Material for this exercise >>

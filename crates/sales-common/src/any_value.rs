//! Polars AnyValue utility functions.
//!
//! This module provides helper functions for working with Polars `AnyValue` types,
//! including string conversions and numeric parsing.

use polars::prelude::AnyValue;

/// Converts a Polars `AnyValue` to a `String` representation.
///
/// Returns an empty string for `Null`, properly formats numeric types without
/// unnecessary trailing zeros.
///
/// # Examples
///
/// ```
/// use polars::prelude::AnyValue;
/// use sales_common::any_to_string;
///
/// assert_eq!(any_to_string(AnyValue::Null), "");
/// assert_eq!(any_to_string(AnyValue::Int32(42)), "42");
/// assert_eq!(any_to_string(AnyValue::Float64(1000.0)), "1000");
/// assert_eq!(any_to_string(AnyValue::String("hello")), "hello");
/// ```
pub fn any_to_string(value: AnyValue<'_>) -> String {
    match value {
        AnyValue::Null => String::new(),
        AnyValue::Int8(v) => v.to_string(),
        AnyValue::Int16(v) => v.to_string(),
        AnyValue::Int32(v) => v.to_string(),
        AnyValue::Int64(v) => v.to_string(),
        AnyValue::UInt8(v) => v.to_string(),
        AnyValue::UInt16(v) => v.to_string(),
        AnyValue::UInt32(v) => v.to_string(),
        AnyValue::UInt64(v) => v.to_string(),
        AnyValue::Float32(v) => format_numeric(f64::from(v)),
        AnyValue::Float64(v) => format_numeric(v),
        AnyValue::String(s) => s.to_string(),
        AnyValue::StringOwned(s) => s.to_string(),
        AnyValue::Boolean(b) => b.to_string(),
        other => other.to_string(),
    }
}

/// Converts an `AnyValue` to text, keeping `Null` distinct from an empty string.
pub fn any_to_text(value: AnyValue<'_>) -> Option<String> {
    match value {
        AnyValue::Null => None,
        other => Some(any_to_string(other)),
    }
}

/// Formats a floating-point number as a string without trailing zeros.
///
/// # Examples
///
/// ```
/// use sales_common::format_numeric;
///
/// assert_eq!(format_numeric(1.0), "1");
/// assert_eq!(format_numeric(1.5), "1.5");
/// assert_eq!(format_numeric(100.0), "100");
/// assert_eq!(format_numeric(0.0), "0");
/// ```
pub fn format_numeric(v: f64) -> String {
    let s = format!("{v}");
    if !s.contains('.') {
        return s;
    }
    let trimmed = s.trim_end_matches('0').trim_end_matches('.');
    if trimmed.is_empty() || trimmed == "-" {
        "0".to_string()
    } else {
        trimmed.to_string()
    }
}

/// Converts an `AnyValue` to `f64`, returning `None` for non-numeric or null values.
///
/// Handles integer types, floating-point types, and string parsing.
pub fn any_to_f64(value: AnyValue<'_>) -> Option<f64> {
    match value {
        AnyValue::Null => None,
        AnyValue::Int8(v) => Some(f64::from(v)),
        AnyValue::Int16(v) => Some(f64::from(v)),
        AnyValue::Int32(v) => Some(f64::from(v)),
        AnyValue::Int64(v) => Some(v as f64),
        AnyValue::UInt8(v) => Some(f64::from(v)),
        AnyValue::UInt16(v) => Some(f64::from(v)),
        AnyValue::UInt32(v) => Some(f64::from(v)),
        AnyValue::UInt64(v) => Some(v as f64),
        AnyValue::Float32(v) => Some(f64::from(v)),
        AnyValue::Float64(v) if v.is_nan() => None,
        AnyValue::Float64(v) => Some(v),
        AnyValue::String(s) => parse_f64(s),
        AnyValue::StringOwned(s) => parse_f64(&s),
        _ => None,
    }
}

/// Converts an `AnyValue` to `i64`, returning `None` for non-integer or null values.
///
/// Handles integer types, floating-point types (truncated), and string parsing.
pub fn any_to_i64(value: AnyValue<'_>) -> Option<i64> {
    match value {
        AnyValue::Null => None,
        AnyValue::Int8(v) => Some(i64::from(v)),
        AnyValue::Int16(v) => Some(i64::from(v)),
        AnyValue::Int32(v) => Some(i64::from(v)),
        AnyValue::Int64(v) => Some(v),
        AnyValue::UInt8(v) => Some(i64::from(v)),
        AnyValue::UInt16(v) => Some(i64::from(v)),
        AnyValue::UInt32(v) => Some(i64::from(v)),
        AnyValue::UInt64(v) => i64::try_from(v).ok(),
        AnyValue::Float32(v) if v.is_finite() => Some(v as i64),
        AnyValue::Float64(v) if v.is_finite() => Some(v as i64),
        AnyValue::String(s) => parse_i64(s),
        AnyValue::StringOwned(s) => parse_i64(&s),
        _ => None,
    }
}

/// Parses a string as `f64`, returning `None` for invalid or empty strings.
pub fn parse_f64(value: &str) -> Option<f64> {
    let trimmed = value.trim();
    if trimmed.is_empty() {
        return None;
    }
    trimmed.parse::<f64>().ok().filter(|v| !v.is_nan())
}

/// Parses a string as `i64`, returning `None` for invalid or empty strings.
///
/// Integral decimal text such as `"12.0"` is accepted.
pub fn parse_i64(value: &str) -> Option<i64> {
    let trimmed = value.trim();
    if trimmed.is_empty() {
        return None;
    }
    trimmed.parse::<i64>().ok().or_else(|| {
        trimmed
            .parse::<f64>()
            .ok()
            .filter(|v| v.is_finite() && v.fract() == 0.0)
            .map(|v| v as i64)
    })
}
/// Mean of the two reference years' totals for every month of the window.
///
/// A month only one reference year has takes that year's totals.
pub fn average_reference_months(
    first: &MonthlyTotals,
    second: &MonthlyTotals,
    spec: &SynthesisSpec,
) -> Result<MonthlyTotals> {
    let mut averaged = MonthlyTotals::new();
    for month in spec.months.clone() {
        let available: Vec<&[f64; MEASURES]> =
            [first.get(&month), second.get(&month)].into_iter().flatten().collect();
        if available.is_empty() {
            return Err(TransformError::InsufficientReferenceData {
                year: spec.gap_year,
                reason: format!(
                    "month {month} has no rows in {} or {}",
                    spec.reference_years[0], spec.reference_years[1]
                ),
            });
        }
        let mut mean = [0.0; MEASURES];
        for (idx, slot) in mean.iter_mut().enumerate() {
            let total: f64 = available.iter().map(|sums| sums[idx]).sum();
            *slot = total / available.len() as f64;
        }
        averaged.insert(month, mean);
    }
    Ok(averaged)
}

/// Rebuilds the gap year and returns the full transaction set.
///
/// Output order is the non-gap rows, then genuine gap-year rows, then one
/// synthesized row per window month. Every gap-year row without a customer
/// key, synthesized or genuine, gets `backfill_key`.
pub fn synthesize_gap_year(
    split: &GapYearSplit,
    spec: &SynthesisSpec,
    backfill_key: &str,
) -> Result<DataFrame> {
    require_columns(
        &split.baseline,
        TABLE,
        spec.measures().into_iter().chain([
            spec.customer_key.as_str(),
            spec.year.as_str(),
            spec.month.as_str(),
        ]),
    )?;

    let first = monthly_totals(&split.baseline, spec.reference_years[0], spec)?;
    let second = monthly_totals(&split.baseline, spec.reference_years[1], spec)?;
    let averaged = average_reference_months(&first, &second, spec)?;

    let synthetic = synthetic_rows(&split.baseline, &averaged, spec, backfill_key)?;
    let mut gap_rows = split.genuine.vstack(&synthetic)?;
    backfill_customer_key(&mut gap_rows, &spec.customer_key, backfill_key)?;

    tracing::debug!(
        gap_year = spec.gap_year,
        genuine = split.genuine.height(),
        synthesized = synthetic.height(),
        "gap year rebuilt"
    );
    Ok(split.baseline.vstack(&gap_rows)?)
}

/// One row per averaged month shaped like `template`. Columns that carry no
/// measure, key or period are null.
fn synthetic_rows(
    template: &DataFrame,
    averaged: &MonthlyTotals,
    spec: &SynthesisSpec,
    backfill_key: &str,
) -> Result<DataFrame> {
    let height = averaged.len();
    let mut periods = Vec::with_capacity(height);
    for month in averaged.keys() {
        // Stamped with the month's last day, then reduced to year and month.
        let date = month_end(spec.gap_year, *month).ok_or_else(|| {
            TransformError::InsufficientReferenceData {
                year: spec.gap_year,
                reason: format!("month {month} is not a calendar month"),
            }
        })?;
        periods.push(year_month(date));
    }

    let measures = spec.measures();
    let mut columns = Vec::with_capacity(template.width());
    for column in template.get_columns() {
        let name = column.name().clone();
        let series = if let Some(position) = measures.iter().position(|m| *m == name.as_str()) {
            let values: Vec<f64> = averaged.values().map(|sums| sums[position]).collect();
            if name.as_str() == spec.quantity {
                let truncated: Vec<i64> = values.iter().map(|value| value.trunc() as i64).collect();
                Series::new(name, truncated)
            } else {
                Series::new(name, values)
            }
        } else if name.as_str() == spec.customer_key {
            Series::new(name, vec![backfill_key; height])
        } else if name.as_str() == spec.year {
            let years: Vec<i32> = periods.iter().map(|(year, _)| *year).collect();
            Series::new(name, years)
        } else if name.as_str() == spec.month {
            let months: Vec<i32> = periods.iter().map(|(_, month)| *month as i32).collect();
            Series::new(name, months)
        } else {
            Series::full_null(name, height, column.dtype())
        };
        columns.push(series.cast(column.dtype())?.into_column());
    }
    Ok(DataFrame::new(columns)?)
}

What needs to be done >> Pick out every line above that holds the word "invalid" and copy it.

Exercise response >>
/// Parses a string as `f64`, returning `None` for invalid or empty strings.
/// Parses a string as `i64`, returning `None` for invalid or empty strings.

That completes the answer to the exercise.